_What the task requires_
Go through the entries and write each one out again unchanged.

_Data for analysis_
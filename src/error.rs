//! Error types shared by the session, the element store and the capture
//! collaborators.

use std::path::PathBuf;

pub type Result<T> = std::result::Result<T, LabelerError>;

#[derive(Debug, thiserror::Error)]
pub enum LabelerError {
    /// The element name was empty or only whitespace.
    #[error("Element name must not be empty")]
    Validation,

    #[error("No selection to save, drag a rectangle over the screenshot first")]
    NoSelection,

    #[error("No screenshot is loaded")]
    NoSource,

    /// The template matcher did not return a region.
    #[error("Element not found on the current screen")]
    NotFound,

    #[error("No element at index {0}")]
    IndexOutOfRange(usize),

    #[error("Another capture is still running")]
    Busy,

    #[error("{program} failed: {reason}")]
    ExternalTool { program: String, reason: String },

    #[error("I/O error on {}: {source}", .path.display())]
    Io {
        path: PathBuf,
        #[source]
        source: std::io::Error,
    },

    #[error("Image error on {}: {source}", .path.display())]
    Image {
        path: PathBuf,
        #[source]
        source: image::ImageError,
    },
}

impl LabelerError {
    pub fn io(path: impl Into<PathBuf>, source: std::io::Error) -> Self {
        Self::Io {
            path: path.into(),
            source,
        }
    }

    pub fn image(path: impl Into<PathBuf>, source: image::ImageError) -> Self {
        Self::Image {
            path: path.into(),
            source,
        }
    }

    pub fn external(program: impl Into<String>, reason: impl Into<String>) -> Self {
        Self::ExternalTool {
            program: program.into(),
            reason: reason.into(),
        }
    }

    /// Notices the operator can act on, shown as warnings instead of errors.
    pub fn is_notice(&self) -> bool {
        matches!(
            self,
            Self::Validation | Self::NoSelection | Self::NotFound | Self::Busy
        )
    }
}
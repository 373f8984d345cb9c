use gtk4 as gtk;

use gtk::{gdk, Align, Orientation};
use gtk4::prelude::*;
use image::RgbaImage;

use crate::app::Config;
use crate::store::ElementRecord;
use crate::ui::canvas::fitted_pixbuf;

#[derive(Clone)]
pub struct PanelComponents {
    pub container: gtk::Box,
    pub preview: gtk::Picture,
    pub name_entry: gtk::Entry,
    pub save_btn: gtk::Button,
    pub element_list: gtk::ListBox,
    preview_size: (u32, u32),
}

pub struct ElementRow {
    pub row: gtk::Box,
    pub verify_btn: gtk::Button,
    pub delete_btn: gtk::Button,
    pub copy_btn: gtk::Button,
}

pub fn create_panel(config: &Config) -> PanelComponents {
    let preview = gtk::Picture::builder()
        .width_request(config.preview_width as i32)
        .height_request(config.preview_height as i32)
        .can_shrink(false)
        .halign(Align::Center)
        .build();
    preview.add_css_class("card");

    let name_label = gtk::Label::new(Some("Element name:"));
    let name_entry = gtk::Entry::builder()
        .width_chars(30)
        .placeholder_text("e.g. Login button")
        .build();
    let save_btn = gtk::Button::builder().label("Save Element").build();

    let name_box = gtk::Box::builder()
        .orientation(Orientation::Horizontal)
        .spacing(6)
        .build();
    name_box.append(&name_label);
    name_box.append(&name_entry);
    name_box.append(&save_btn);

    let element_list = gtk::ListBox::builder()
        .selection_mode(gtk::SelectionMode::None)
        .css_classes(["boxed-list"])
        .build();

    let scrolled_window = gtk::ScrolledWindow::builder()
        .child(&element_list)
        .vexpand(true)
        .build();

    let container = gtk::Box::builder()
        .orientation(Orientation::Vertical)
        .spacing(12)
        .margin_top(10)
        .margin_bottom(10)
        .margin_start(10)
        .margin_end(10)
        .hexpand(true)
        .build();
    container.append(&preview);
    container.append(&name_box);
    container.append(&scrolled_window);

    PanelComponents {
        container,
        preview,
        name_entry,
        save_btn,
        element_list,
        preview_size: (config.preview_width, config.preview_height),
    }
}

impl PanelComponents {
    pub fn show_preview(&self, cropped: Option<&RgbaImage>) {
        let (width, height) = self.preview_size;
        match cropped.and_then(|image| fitted_pixbuf(image, width, height)) {
            Some(pixbuf) => {
                let texture = gdk::Texture::for_pixbuf(&pixbuf);
                self.preview.set_paintable(Some(&texture));
            }
            None => self.preview.set_paintable(None::<&gdk::Paintable>),
        }
    }
}

pub fn create_element_row(record: &ElementRecord) -> ElementRow {
    let label = gtk::Label::builder()
        .label(record.list_label())
        .halign(Align::Start)
        .hexpand(true)
        .ellipsize(gtk::pango::EllipsizeMode::End)
        .tooltip_text(record.relative_path.display().to_string())
        .build();

    let verify_btn = gtk::Button::builder().label("Verify").build();
    let delete_btn = gtk::Button::builder().label("Delete File").build();
    delete_btn.add_css_class("destructive-action");
    let copy_btn = gtk::Button::builder().label("Copy Code").build();

    let row = gtk::Box::builder()
        .orientation(Orientation::Horizontal)
        .spacing(6)
        .margin_top(2)
        .margin_bottom(2)
        .margin_start(6)
        .margin_end(6)
        .build();
    row.append(&label);
    row.append(&verify_btn);
    row.append(&delete_btn);
    row.append(&copy_btn);

    ElementRow {
        row,
        verify_btn,
        delete_btn,
        copy_btn,
    }
}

_Task result_
filename src/error.rs
//! Error types shared by the session, the element store and the capture
//! collaborators.

use std::path::PathBuf;

pub type Result<T> = std::result::Result<T, LabelerError>;

#[derive(Debug, thiserror::Error)]
pub enum LabelerError {
    /// The element name was empty or only whitespace.
    #[error("Element name must not be empty")]
    Validation,

    #[error("No selection to save, drag a rectangle over the screenshot first")]
    NoSelection,

    #[error("No screenshot is loaded")]
    NoSource,

    /// The template matcher did not return a region.
    #[error("Element not found on the current screen")]
    NotFound,

    #[error("No element at index {0}")]
    IndexOutOfRange(usize),

    #[error("Another capture is still running")]
    Busy,

    #[error("{program} failed: {reason}")]
    ExternalTool { program: String, reason: String },

    #[error("I/O error on {}: {source}", .path.display())]
    Io {
        path: PathBuf,
        #[source]
        source: std::io::Error,
    },

    #[error("Image error on {}: {source}", .path.display())]
    Image {
        path: PathBuf,
        #[source]
        source: image::ImageError,
    },
}

impl LabelerError {
    pub fn io(path: impl Into<PathBuf>, source: std::io::Error) -> Self {
        Self::Io {
            path: path.into(),
            source,
        }
    }

    pub fn image(path: impl Into<PathBuf>, source: image::ImageError) -> Self {
        Self::Image {
            path: path.into(),
            source,
        }
    }

    pub fn external(program: impl Into<String>, reason: impl Into<String>) -> Self {
        Self::ExternalTool {
            program: program.into(),
            reason: reason.into(),
        }
    }

    /// Notices the operator can act on, shown as warnings instead of errors.
    pub fn is_notice(&self) -> bool {
        matches!(
            self,
            Self::Validation | Self::NoSelection | Self::NotFound | Self::Busy
        )
    }
}
repository 373f8984d345cb9c
use gtk4 as gtk;

use gtk::{gdk, Align, Orientation};
use gtk4::prelude::*;
use image::RgbaImage;

use crate::app::Config;
use crate::store::ElementRecord;
use crate::ui::canvas::fitted_pixbuf;

#[derive(Clone)]
pub struct PanelComponents {
    pub container: gtk::Box,
    pub preview: gtk::Picture,
    pub name_entry: gtk::Entry,
    pub save_btn: gtk::Button,
    pub element_list: gtk::ListBox,
    preview_size: (u32, u32),
}

pub struct ElementRow {
    pub row: gtk::Box,
    pub verify_btn: gtk::Button,
    pub delete_btn: gtk::Button,
    pub copy_btn: gtk::Button,
}

pub fn create_panel(config: &Config) -> PanelComponents {
    let preview = gtk::Picture::builder()
        .width_request(config.preview_width as i32)
        .height_request(config.preview_height as i32)
        .can_shrink(false)
        .halign(Align::Center)
        .build();
    preview.add_css_class("card");

    let name_label = gtk::Label::new(Some("Element name:"));
    let name_entry = gtk::Entry::builder()
        .width_chars(30)
        .placeholder_text("e.g. Login button")
        .build();
    let save_btn = gtk::Button::builder().label("Save Element").build();

    let name_box = gtk::Box::builder()
        .orientation(Orientation::Horizontal)
        .spacing(6)
        .build();
    name_box.append(&name_label);
    name_box.append(&name_entry);
    name_box.append(&save_btn);

    let element_list = gtk::ListBox::builder()
        .selection_mode(gtk::SelectionMode::None)
        .css_classes(["boxed-list"])
        .build();

    let scrolled_window = gtk::ScrolledWindow::builder()
        .child(&element_list)
        .vexpand(true)
        .build();

    let container = gtk::Box::builder()
        .orientation(Orientation::Vertical)
        .spacing(12)
        .margin_top(10)
        .margin_bottom(10)
        .margin_start(10)
        .margin_end(10)
        .hexpand(true)
        .build();
    container.append(&preview);
    container.append(&name_box);
    container.append(&scrolled_window);

    PanelComponents {
        container,
        preview,
        name_entry,
        save_btn,
        element_list,
        preview_size: (config.preview_width, config.preview_height),
    }
}

impl PanelComponents {
    pub fn show_preview(&self, cropped: Option<&RgbaImage>) {
        let (width, height) = self.preview_size;
        match cropped.and_then(|image| fitted_pixbuf(image, width, height)) {
            Some(pixbuf) => {
                let texture = gdk::Texture::for_pixbuf(&pixbuf);
                self.preview.set_paintable(Some(&texture));
            }
            None => self.preview.set_paintable(None::<&gdk::Paintable>),
        }
    }
}

pub fn create_element_row(record: &ElementRecord) -> ElementRow {
    let label = gtk::Label::builder()
        .label(record.list_label())
        .halign(Align::Start)
        .hexpand(true)
        .ellipsize(gtk::pango::EllipsizeMode::End)
        .tooltip_text(record.relative_path.display().to_string())
        .build();

    let verify_btn = gtk::Button::builder().label("Verify").build();
    let delete_btn = gtk::Button::builder().label("Delete File").build();
    delete_btn.add_css_class("destructive-action");
    let copy_btn = gtk::Button::builder().label("Copy Code").build();

    let row = gtk::Box::builder()
        .orientation(Orientation::Horizontal)
        .spacing(6)
        .margin_top(2)
        .margin_bottom(2)
        .margin_start(6)
        .margin_end(6)
        .build();
    row.append(&label);
    row.append(&verify_btn);
    row.append(&delete_btn);
    row.append(&copy_btn);

    ElementRow {
        row,
        verify_btn,
        delete_btn,
        copy_btn,
    }
}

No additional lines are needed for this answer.